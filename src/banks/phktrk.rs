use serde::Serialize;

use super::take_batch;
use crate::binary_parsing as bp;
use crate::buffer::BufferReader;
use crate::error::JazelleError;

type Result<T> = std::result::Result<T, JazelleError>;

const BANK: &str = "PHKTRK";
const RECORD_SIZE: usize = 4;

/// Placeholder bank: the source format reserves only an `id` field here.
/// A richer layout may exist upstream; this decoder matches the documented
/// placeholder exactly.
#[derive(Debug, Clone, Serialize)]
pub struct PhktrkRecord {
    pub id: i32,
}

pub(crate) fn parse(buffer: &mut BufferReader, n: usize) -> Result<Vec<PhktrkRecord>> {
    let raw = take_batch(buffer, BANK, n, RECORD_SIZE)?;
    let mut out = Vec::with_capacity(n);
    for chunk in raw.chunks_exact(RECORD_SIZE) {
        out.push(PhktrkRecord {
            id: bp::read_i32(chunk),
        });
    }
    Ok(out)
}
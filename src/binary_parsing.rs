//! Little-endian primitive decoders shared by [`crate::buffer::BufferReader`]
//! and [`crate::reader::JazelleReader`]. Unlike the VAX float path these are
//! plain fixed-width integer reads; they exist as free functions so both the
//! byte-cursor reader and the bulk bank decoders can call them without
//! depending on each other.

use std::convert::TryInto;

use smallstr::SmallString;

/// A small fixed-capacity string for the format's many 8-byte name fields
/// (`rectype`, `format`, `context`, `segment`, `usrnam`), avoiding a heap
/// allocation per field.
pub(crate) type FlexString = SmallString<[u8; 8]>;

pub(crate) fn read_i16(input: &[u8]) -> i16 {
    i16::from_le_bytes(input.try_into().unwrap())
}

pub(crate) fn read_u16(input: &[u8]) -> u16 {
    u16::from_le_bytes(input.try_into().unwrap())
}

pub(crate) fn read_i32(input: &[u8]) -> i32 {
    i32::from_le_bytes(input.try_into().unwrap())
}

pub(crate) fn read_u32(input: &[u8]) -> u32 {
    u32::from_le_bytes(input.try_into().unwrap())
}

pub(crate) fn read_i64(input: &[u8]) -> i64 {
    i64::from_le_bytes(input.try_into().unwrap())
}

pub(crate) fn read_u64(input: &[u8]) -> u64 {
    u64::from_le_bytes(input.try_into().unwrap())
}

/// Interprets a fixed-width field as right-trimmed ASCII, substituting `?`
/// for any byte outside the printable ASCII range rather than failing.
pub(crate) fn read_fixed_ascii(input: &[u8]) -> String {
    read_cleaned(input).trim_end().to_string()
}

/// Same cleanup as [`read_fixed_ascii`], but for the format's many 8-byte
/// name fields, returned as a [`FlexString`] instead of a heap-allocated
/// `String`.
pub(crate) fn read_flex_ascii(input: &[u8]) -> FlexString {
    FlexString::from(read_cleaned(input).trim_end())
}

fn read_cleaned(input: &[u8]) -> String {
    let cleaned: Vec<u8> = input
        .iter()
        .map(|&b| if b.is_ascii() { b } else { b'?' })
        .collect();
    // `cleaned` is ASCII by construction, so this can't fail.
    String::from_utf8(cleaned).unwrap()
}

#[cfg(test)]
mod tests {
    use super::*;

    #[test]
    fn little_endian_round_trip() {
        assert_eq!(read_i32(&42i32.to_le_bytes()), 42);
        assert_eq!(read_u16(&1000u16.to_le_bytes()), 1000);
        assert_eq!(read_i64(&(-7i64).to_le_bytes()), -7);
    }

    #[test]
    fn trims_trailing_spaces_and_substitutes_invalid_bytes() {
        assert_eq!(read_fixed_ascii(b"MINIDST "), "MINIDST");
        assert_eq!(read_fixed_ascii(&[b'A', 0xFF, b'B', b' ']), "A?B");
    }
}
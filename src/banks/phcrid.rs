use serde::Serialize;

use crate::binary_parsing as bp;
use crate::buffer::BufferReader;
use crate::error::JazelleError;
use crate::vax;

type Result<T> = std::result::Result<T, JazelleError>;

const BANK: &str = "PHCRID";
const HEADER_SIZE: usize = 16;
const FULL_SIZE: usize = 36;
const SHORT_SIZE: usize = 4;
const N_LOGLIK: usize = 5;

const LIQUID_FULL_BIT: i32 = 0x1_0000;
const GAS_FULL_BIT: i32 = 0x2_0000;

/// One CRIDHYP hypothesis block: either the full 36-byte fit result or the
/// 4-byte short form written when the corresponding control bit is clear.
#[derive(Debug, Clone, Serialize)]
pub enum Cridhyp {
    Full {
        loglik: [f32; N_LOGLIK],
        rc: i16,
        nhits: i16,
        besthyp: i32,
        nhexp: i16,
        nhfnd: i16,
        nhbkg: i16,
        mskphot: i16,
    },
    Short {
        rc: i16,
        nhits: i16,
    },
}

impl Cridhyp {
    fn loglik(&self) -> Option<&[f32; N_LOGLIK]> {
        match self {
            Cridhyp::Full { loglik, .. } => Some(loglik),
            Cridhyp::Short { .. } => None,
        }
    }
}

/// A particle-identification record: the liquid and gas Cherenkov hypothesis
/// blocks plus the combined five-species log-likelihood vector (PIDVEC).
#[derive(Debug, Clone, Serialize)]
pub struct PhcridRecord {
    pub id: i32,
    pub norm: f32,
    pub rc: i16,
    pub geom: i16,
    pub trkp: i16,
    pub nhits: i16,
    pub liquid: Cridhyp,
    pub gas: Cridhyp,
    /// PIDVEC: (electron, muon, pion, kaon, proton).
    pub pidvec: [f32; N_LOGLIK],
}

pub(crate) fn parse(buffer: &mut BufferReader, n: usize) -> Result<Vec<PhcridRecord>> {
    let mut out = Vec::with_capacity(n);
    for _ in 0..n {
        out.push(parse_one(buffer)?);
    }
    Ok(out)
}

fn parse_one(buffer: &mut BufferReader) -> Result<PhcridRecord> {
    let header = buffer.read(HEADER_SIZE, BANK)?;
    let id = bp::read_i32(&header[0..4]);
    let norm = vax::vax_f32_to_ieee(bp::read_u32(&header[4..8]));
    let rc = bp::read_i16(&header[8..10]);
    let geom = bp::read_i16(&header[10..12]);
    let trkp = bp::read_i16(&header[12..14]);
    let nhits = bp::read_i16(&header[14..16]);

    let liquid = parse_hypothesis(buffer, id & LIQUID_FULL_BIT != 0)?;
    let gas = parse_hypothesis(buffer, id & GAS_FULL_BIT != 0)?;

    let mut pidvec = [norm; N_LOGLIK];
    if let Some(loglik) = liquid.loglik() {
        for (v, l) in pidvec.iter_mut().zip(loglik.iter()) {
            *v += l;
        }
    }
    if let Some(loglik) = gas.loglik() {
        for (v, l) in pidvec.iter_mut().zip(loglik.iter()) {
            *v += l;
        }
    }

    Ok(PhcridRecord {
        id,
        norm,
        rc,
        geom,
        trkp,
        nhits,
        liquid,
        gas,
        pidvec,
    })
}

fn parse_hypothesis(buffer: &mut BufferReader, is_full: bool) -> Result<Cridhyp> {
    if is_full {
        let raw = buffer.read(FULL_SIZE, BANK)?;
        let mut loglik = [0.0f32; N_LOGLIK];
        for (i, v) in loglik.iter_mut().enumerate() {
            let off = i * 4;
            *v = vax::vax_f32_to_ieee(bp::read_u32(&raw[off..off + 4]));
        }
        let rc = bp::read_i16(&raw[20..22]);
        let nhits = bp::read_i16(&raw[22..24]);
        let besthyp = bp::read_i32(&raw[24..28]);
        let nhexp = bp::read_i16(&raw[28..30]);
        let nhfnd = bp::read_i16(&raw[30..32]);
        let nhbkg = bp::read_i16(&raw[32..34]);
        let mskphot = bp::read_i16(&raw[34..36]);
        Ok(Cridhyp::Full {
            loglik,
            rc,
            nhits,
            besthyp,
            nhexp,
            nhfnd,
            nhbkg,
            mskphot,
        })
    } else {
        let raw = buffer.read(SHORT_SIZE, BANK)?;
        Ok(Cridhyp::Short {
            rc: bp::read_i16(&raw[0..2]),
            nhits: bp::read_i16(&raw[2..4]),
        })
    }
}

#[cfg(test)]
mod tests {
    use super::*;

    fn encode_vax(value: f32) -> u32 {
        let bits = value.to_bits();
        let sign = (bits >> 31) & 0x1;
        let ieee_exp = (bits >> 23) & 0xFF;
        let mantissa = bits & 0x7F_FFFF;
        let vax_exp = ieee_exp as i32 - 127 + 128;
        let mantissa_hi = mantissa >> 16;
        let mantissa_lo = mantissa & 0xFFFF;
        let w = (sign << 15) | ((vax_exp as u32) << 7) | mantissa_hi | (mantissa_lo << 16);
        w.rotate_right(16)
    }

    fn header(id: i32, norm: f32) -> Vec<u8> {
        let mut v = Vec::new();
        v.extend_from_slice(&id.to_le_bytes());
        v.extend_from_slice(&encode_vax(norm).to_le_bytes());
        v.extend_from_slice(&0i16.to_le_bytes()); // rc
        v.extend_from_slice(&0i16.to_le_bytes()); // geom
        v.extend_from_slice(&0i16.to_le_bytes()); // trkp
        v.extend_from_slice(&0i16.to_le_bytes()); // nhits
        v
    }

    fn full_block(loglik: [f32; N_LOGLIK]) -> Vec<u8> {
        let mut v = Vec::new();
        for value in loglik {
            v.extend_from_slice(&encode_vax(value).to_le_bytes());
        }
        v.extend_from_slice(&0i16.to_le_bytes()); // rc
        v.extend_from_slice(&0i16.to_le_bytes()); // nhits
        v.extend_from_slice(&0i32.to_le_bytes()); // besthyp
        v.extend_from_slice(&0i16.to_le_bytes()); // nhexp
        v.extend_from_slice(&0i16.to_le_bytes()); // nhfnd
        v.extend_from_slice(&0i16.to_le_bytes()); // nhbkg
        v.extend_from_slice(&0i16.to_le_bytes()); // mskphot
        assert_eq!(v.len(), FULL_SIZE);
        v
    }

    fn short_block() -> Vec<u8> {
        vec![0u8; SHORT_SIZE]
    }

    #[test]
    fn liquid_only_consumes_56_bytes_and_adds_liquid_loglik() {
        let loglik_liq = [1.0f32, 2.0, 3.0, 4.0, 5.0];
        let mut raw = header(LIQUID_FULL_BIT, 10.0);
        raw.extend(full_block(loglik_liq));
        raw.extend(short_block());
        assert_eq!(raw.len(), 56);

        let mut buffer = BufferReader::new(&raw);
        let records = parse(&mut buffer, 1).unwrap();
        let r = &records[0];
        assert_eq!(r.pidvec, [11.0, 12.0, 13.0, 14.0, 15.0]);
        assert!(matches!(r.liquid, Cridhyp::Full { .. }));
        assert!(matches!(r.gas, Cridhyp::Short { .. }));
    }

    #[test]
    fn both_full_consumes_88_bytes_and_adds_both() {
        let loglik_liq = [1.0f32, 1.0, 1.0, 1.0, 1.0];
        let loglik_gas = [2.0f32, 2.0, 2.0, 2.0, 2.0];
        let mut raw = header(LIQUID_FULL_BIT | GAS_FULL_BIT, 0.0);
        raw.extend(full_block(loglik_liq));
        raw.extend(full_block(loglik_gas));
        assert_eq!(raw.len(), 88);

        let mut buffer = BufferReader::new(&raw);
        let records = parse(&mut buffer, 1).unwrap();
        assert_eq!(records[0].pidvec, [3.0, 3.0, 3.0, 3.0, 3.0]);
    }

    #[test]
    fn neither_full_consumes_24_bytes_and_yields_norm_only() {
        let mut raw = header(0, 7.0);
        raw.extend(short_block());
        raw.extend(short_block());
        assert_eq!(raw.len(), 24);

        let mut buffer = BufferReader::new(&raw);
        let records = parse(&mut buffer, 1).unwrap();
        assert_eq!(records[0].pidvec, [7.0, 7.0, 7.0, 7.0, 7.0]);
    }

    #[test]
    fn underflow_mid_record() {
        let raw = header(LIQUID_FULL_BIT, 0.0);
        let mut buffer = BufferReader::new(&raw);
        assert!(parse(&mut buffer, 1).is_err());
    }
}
■ ■ ■ ■ ■ ■ ■
Exercise directions: Working from the listing above, pick out every line that has "decoders" and copy it.

Task solution:
//! Little-endian primitive decoders shared by [`crate::buffer::BufferReader`]
//! byte-cursor reader and the bulk bank decoders can call them without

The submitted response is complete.